Pisa – Salernitana, un punto guadagnato, due persi. Il punto di Luca Guiducci

PISA – Bicchiere mezzo pieno e bicchiere mezzo vuoto e quarta settimana di rammarico per i tifosi nerazzurri. In assenza di un vero personaggio che di fatto non c’e’ stato Luca Guiducci ha fatto il punto sulla domenica della squadra di Pagliari, con un velo di rammarico.

di Luca Guiducci

In un freddo e ventoso primo pomeriggio di dicembre davanti ad oltre quattromila spettatori, il Pisa non riesce nel colpaccio di portarsi da solo in testa alla classifica. Lascia i tifosi con l’ amaro in bocca per non aver ancora una volta avuto quel piglio in piu’ e quella determinazione tipica delle grandi squadre. L’avversario di turno, la Salernitana appare una squadra tosta e ben messa in campo con una difesa quadrata e precisa e lo si capisce a fine partita dall imbattibilità dell estremo difensore Iannarilli giunto con quella di oggi ai 180 minuti di imbattibilita’. I meriti del Pisa sono nell’aver cercato anche oltre le proprie capacita tecnico tattiche del momento, la vittoria.

Il ritorno a centrocampo di Mingazzini accende le idee di un reparto a volte in apparenza illuminato soltanto dalle sue idee e dai suoi guizzi, lui sicuramente e’ risultato uno tra i migliori in campo. Non si capisce come in questo momento del Pisa si potrebbe fare a meno di lui, visto il perdurare dell “appannamento”di capitan Favasuli comunque quest’oggi in risalita rispetto a Prato.

Discreta partita anche per la difesa con i due centrali difensivi Goldanica e Kosnic. Bene Provvedel che si distingue al 18 ‘e al 41’ del primo tempo. Senza infamia e senza lode l ‘attacco. Arma si fa trovare pronto in almeno due occasioni ma e’ sempre neutralizzato dalla difesa granata. Bene anche Martella al rientro dal suo infortunio che conferma la sua buona la intesa con Arma.

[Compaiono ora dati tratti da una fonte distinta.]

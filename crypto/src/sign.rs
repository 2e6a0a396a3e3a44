//! Ed25519 signing and verification for single-authority claims.

use ed25519_dalek::{Signer, SigningKey, Verifier, VerifyingKey};

/// Sign a message, returning the signature hex-encoded for the wire.
pub fn sign_message(message: &[u8], signing_key: &SigningKey) -> String {
    hex::encode(signing_key.sign(message).to_bytes())
}

/// Verify a hex-encoded signature against a message and public key.
///
/// Returns `true` only for a well-formed, valid signature.
pub fn verify_signature(message: &[u8], signature_hex: &str, public_key: &VerifyingKey) -> bool {
    let Ok(bytes) = hex::decode(signature_hex) else {
        return false;
    };
    let Ok(bytes) = <[u8; 64]>::try_from(bytes) else {
        return false;
    };
    let sig = ed25519_dalek::Signature::from_bytes(&bytes);
    public_key.verify(message, &sig).is_ok()
}
//! The gossip object — the unit of exchange between peers.

use serde::{Deserialize, Serialize};
use sha2::{Digest, Sha256};

use crate::wire::WireType;

/// Which signature scheme produced the object's signature(s).
#[derive(Clone, Copy, Debug, PartialEq, Eq, Serialize, Deserialize)]
#[serde(rename_all = "snake_case")]
pub enum SignatureScheme {
    /// Single-authority claims (INIT, CON evidence signatures).
    Ed25519,
    /// Threshold-signature shares and aggregates (FRAG, FULL).
    Bls,
}

/// Logical identity of a gossip object, derived deterministically from
/// (period, wire type, origin entity URL). Two objects with the same identity
/// and phase describe the same logical item.
#[derive(Clone, Copy, Debug, PartialEq, Eq, Hash, PartialOrd, Ord)]
pub struct ObjectId([u8; 32]);

impl ObjectId {
    pub fn new(bytes: [u8; 32]) -> Self {
        Self(bytes)
    }

    pub fn as_bytes(&self) -> &[u8; 32] {
        &self.0
    }
}

impl std::fmt::Display for ObjectId {
    fn fmt(&self, f: &mut std::fmt::Formatter<'_>) -> std::fmt::Result {
        f.write_str(&hex::encode(self.0))
    }
}

/// A single attestation as exchanged over the wire.
///
/// Immutable once constructed — the store never mutates an accepted object.
/// The three payload slots are, in order: origin entity URL, primary content,
/// optional secondary content. Their semantics depend on the wire type.
#[derive(Clone, Debug, PartialEq, Eq, Serialize, Deserialize)]
pub struct GossipObject {
    /// Application tag (distinguishes deployments sharing a transport).
    pub app: String,
    /// Period (epoch) identifier.
    pub period: String,
    /// Concrete wire type of this object.
    #[serde(rename = "type")]
    pub wire_type: WireType,
    /// Identity (URL) of the signer. For CON objects this is the accused
    /// entity, whose key produced both conflicting signatures.
    pub signer: String,
    /// Contributing signer identities — populated only on FULL objects.
    #[serde(default, skip_serializing_if = "Vec::is_empty")]
    pub co_signers: Vec<String>,
    /// Primary signature, hex-encoded.
    pub signature: String,
    /// Second signature slot — used only by CON objects, holding the second
    /// conflicting signature.
    #[serde(default, skip_serializing_if = "Option::is_none")]
    pub second_signature: Option<String>,
    /// Creation timestamp, seconds since the Unix epoch.
    pub timestamp: u64,
    /// Signature scheme tag.
    pub scheme: SignatureScheme,
    /// Fixed three-slot payload: [entity URL, primary, secondary].
    pub payload: [String; 3],
}

/// Derive the logical identity for (period, wire type, origin entity URL).
pub fn derive_object_id(period: &str, wire_type: WireType, entity_url: &str) -> ObjectId {
    let mut hasher = Sha256::new();
    hasher.update(period.as_bytes());
    hasher.update([0u8]);
    hasher.update(wire_type.path_suffix().as_bytes());
    hasher.update([0u8]);
    hasher.update(entity_url.as_bytes());
    ObjectId(hasher.finalize().into())
}

impl GossipObject {
    /// Derive this object's logical identity from (period, wire type,
    /// payload slot 0).
    pub fn object_id(&self) -> ObjectId {
        derive_object_id(&self.period, self.wire_type, &self.payload[0])
    }

    /// The origin entity URL (payload slot 0).
    pub fn entity_url(&self) -> &str {
        &self.payload[0]
    }

    /// Canonical byte string covered by INIT/FRAG/FULL signatures: the three
    /// payload slots joined with NUL separators.
    pub fn signed_message(&self) -> Vec<u8> {
        let mut msg = Vec::with_capacity(
            self.payload.iter().map(String::len).sum::<usize>() + 2,
        );
        for (i, slot) in self.payload.iter().enumerate() {
            if i > 0 {
                msg.push(0);
            }
            msg.extend_from_slice(slot.as_bytes());
        }
        msg
    }
}

#[cfg(test)]
mod tests {
    use super::*;

    fn obj(period: &str, wire_type: WireType, url: &str, content: &str) -> GossipObject {
        GossipObject {
            app: "ct".into(),
            period: period.into(),
            wire_type,
            signer: url.into(),
            co_signers: Vec::new(),
            signature: "aa".into(),
            second_signature: None,
            timestamp: 1,
            scheme: SignatureScheme::Ed25519,
            payload: [url.into(), content.into(), String::new()],
        }
    }

    #[test]
    fn identity_ignores_content_slots() {
        let a = obj("p1", WireType::SthInit, "https://log.example", "head-1");
        let b = obj("p1", WireType::SthInit, "https://log.example", "head-2");
        assert_eq!(a.object_id(), b.object_id());
    }

    #[test]
    fn identity_varies_with_period_type_and_entity() {
        let base = obj("p1", WireType::SthInit, "https://log.example", "head");
        assert_ne!(
            base.object_id(),
            obj("p2", WireType::SthInit, "https://log.example", "head").object_id()
        );
        assert_ne!(
            base.object_id(),
            obj("p1", WireType::RevInit, "https://log.example", "head").object_id()
        );
        assert_ne!(
            base.object_id(),
            obj("p1", WireType::SthInit, "https://other.example", "head").object_id()
        );
    }

    #[test]
    fn signed_message_separates_slots() {
        let mut a = obj("p1", WireType::SthInit, "u", "xy");
        let mut b = obj("p1", WireType::SthInit, "u", "x");
        a.payload[2] = String::new();
        b.payload[1] = "x".into();
        b.payload[2] = "y".into();
        // "u\0xy\0" vs "u\0x\0y" must differ.
        assert_ne!(a.signed_message(), b.signed_message());
    }

    #[test]
    fn json_shape_matches_wire_contract() {
        let o = obj("p1", WireType::AccInit, "https://ca.example", "alive?");
        let json = serde_json::to_string(&o).unwrap();
        assert!(json.contains("\"type\":\"acc_init\""));
        // Empty co-signer list and absent second signature stay off the wire.
        assert!(!json.contains("co_signers"));
        assert!(!json.contains("second_signature"));
        let back: GossipObject = serde_json::from_str(&json).unwrap();
        assert_eq!(back, o);
    }
}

Sufficente ma non determinante Forte. Chi forse fa un po’ di piu’ nel reparto nella giornata odierna e’ Mauro Bollino che al 35 ‘ del secondo tempo fa gridare al goal la tifoseria nerazzurra al colpo di testa di poco fuori, crea in diversi occasione scompiglio nella retroguardia della Salernitana. Senza voto Giovinco, che non entra di fatto mai in partita. Viene da chiedersi se la responsabilità siano esclusivamente sua o se di chi lo impiega in modo discontinuo e con sufficenza. Si, perché se il Pisa odierno, che non ha certo sfigurato e che ha giocato una discreta partita ha dei meriti, ma i demeriti sono divisi in egual misura.

Quello di oggi e’ il quarto pareggio consecutivo ed e’ l’ennesima occasione sprecata di cancellare tutte le “confusioni”, citando la dichiarazione del presidente Battini della scorsa settimana a Prato. La partita magari non perfetta ma che vincendola avrebbe portato morale e convinzione nei pur bravi giovani di questa squadra. Invece ci troviamo ancora una volta ad accontentarci della “mezza vittoria” che suona piu’ come una “mezza sconfitta” pensando che domenica il Pisa osserva la giornata di sosta e che dopo dovra’ andare nella tana di una delle squadre più’ in forma del campionato: il Lecce di Fabrizio Miccoli. Non male come antipasto natalizio che vedra’ i nerazzurri impegnati all’Arena contro mister Cristiano Lucarelli ex attaccante labronico contro il Viareggio.

Resta dunque l’ “amaro in bocca” scrivevo all’ inizio dell articolo. L ‘insoddisfazione di non aver portato a termine in maniera vincente una partita in superiorità numerica. L’insoddisfazione di essersi comportati da “buona” squadra ma non da “grande squadra”. L’insoddisfazione di vedere una squadra che in superiorita’ numerica non riesce ad attaccare all’ unisono ma si affida a lunghi lanci verso le punte con forse e’ un occhio eccessivo alla prudenza difensiva. Luci e ombre nella fredda e ventosa domenica del Pisa. Un punto guadagnato e due persi. Troppo poco per chi vuole vincere un campionato.